If the balance gets out of whack, if you know how to push my buttons better than I know how to push my own buttons, then you could persuade me to act in ways that are misaligned with my goals and values. That is bad!

The obligatory optimistic conclusion

My optimistic intuition is that each of us can hold the trump card. My ceiling of knowledge about me should be higher than anyone else's ceiling of knowledge about me. Of course, there are parts of each of us that we cannot see from the inside, but, for the person curious about themselves, the core tenets, the ones that could be exploited to great effect, are knowable. The more we know about ourselves, the more vulnerable we can comfortably be.

I think this curiosity and the growth of self-knowledge that follows are the keys to maintaining freedom of thought (and freedom of action) and living in accordance with your values, while enhancing and lengthening your life by way of social succor.
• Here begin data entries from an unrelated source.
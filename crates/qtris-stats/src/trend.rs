//! Trend measures over ordered samples (oldest first).

/// Mean of the newest `window` samples against the `window` samples before them.
#[derive(Debug, Clone, Copy, PartialEq)]
pub struct WindowComparison {
    pub previous_mean: f32,
    pub recent_mean: f32,
}

impl WindowComparison {
    /// Compares the last two back-to-back windows of `values`.
    ///
    /// Returns `None` unless at least `2 * window` samples are available.
    ///
    /// ```
    /// use qtris_stats::trend::WindowComparison;
    ///
    /// let values = [1.0, 1.0, 1.0, 2.0, 2.0, 2.0];
    /// let cmp = WindowComparison::of_last(&values, 3).unwrap();
    /// assert_eq!(cmp.percent_change(), 100.0);
    /// ```
    #[expect(clippy::cast_precision_loss)]
    #[must_use]
    pub fn of_last(values: &[f32], window: usize) -> Option<Self> {
        if window == 0 || values.len() < window * 2 {
            return None;
        }
        let recent = &values[values.len() - window..];
        let previous = &values[values.len() - window * 2..values.len() - window];
        let n = window as f32;
        Some(Self {
            previous_mean: previous.iter().sum::<f32>() / n,
            recent_mean: recent.iter().sum::<f32>() / n,
        })
    }

    /// Relative increase of the recent mean, in percent. Zero when the
    /// previous mean is zero.
    #[must_use]
    pub fn percent_change(&self) -> f32 {
        percent_change(self.previous_mean, self.recent_mean).unwrap_or(0.0)
    }

    /// Relative decrease of the recent mean, in percent.
    #[must_use]
    pub fn percent_reduction(&self) -> f32 {
        -self.percent_change()
    }
}

/// `(current - previous) / |previous|` in percent; `None` if `previous` is zero.
#[must_use]
pub fn percent_change(previous: f32, current: f32) -> Option<f32> {
    (previous.abs() > f32::EPSILON).then(|| (current - previous) / previous.abs() * 100.0)
}

/// Least-squares slope of the samples against their index.
///
/// Returns `None` for fewer than two samples.
#[expect(clippy::cast_precision_loss, clippy::cast_possible_truncation)]
#[must_use]
pub fn linear_slope<I>(values: I) -> Option<f32>
where
    I: IntoIterator<Item = f32>,
{
    let values = values.into_iter().collect::<Vec<_>>();
    if values.len() < 2 {
        return None;
    }
    let n = values.len() as f64;
    let mean_x = (n - 1.0) / 2.0;
    let mean_y = values.iter().map(|&v| f64::from(v)).sum::<f64>() / n;
    let (num, den) = values
        .iter()
        .enumerate()
        .fold((0.0, 0.0), |(num, den), (i, &y)| {
            let dx = i as f64 - mean_x;
            (num + dx * (f64::from(y) - mean_y), den + dx * dx)
        });
    Some((num / den) as f32)
}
The practice of self-study is the sharpening of the sword that can cut the Gordian knot of "how I can be open to the best that humanity has to offer without courting the worst that humanity has to offer?"

Continuing with the mixed metaphors and disjointed cultural allusions, self-knowledge is the real Defense Against the Dark Arts of bad actors and those who would take advantage of us. It enables us to reveal our magical selves while minimizing the attack surface.

Self-aware people can live openly, confidently vulnerable, forming meaningful connections with others on the basis of shared vulnerability, secure not behind overlapping walls, but secure in their ability to manipulate themselves better than anyone else can.

Literary postscript

I've read a couple of fun fictional explorations of this you-want-to-be-known-but-it’s-risky state of play.

For the visual learners, The Private Eye is an award-winning graphic novel. It’s 2076, and the "cloud” has "burst," revealing everyone’s online secrets to everyone else — emails, text messages, photos, everything. Basically, everyone has kompromat on everyone. Among various adaptations to this reality, no one appears in public without a mask, lest their face be mapped to their public-access fetishes and predilections.

In Lexicon, certain individuals (called Poets) are trained to wield language as a weapon of control; the most skilled can make anyone do anything by uttering a few choice words that bypass the brain’s logical centers. The exact trigger words are loosely based on personality types, which means one needs to know something about the other person to find their bypass. Poets are cautioned by their teachers never to expose their true feelings, lest they be manipulated by another skilled operator. If you're looking for some fun fiction, I recommend.

There's a lot of "how-to" literature about how to breach interpersonal defenses as well. The famous books about influence (Cialdini, Dale Carnegie) are about finding someone's bypass and speaking to the older parts of their brain.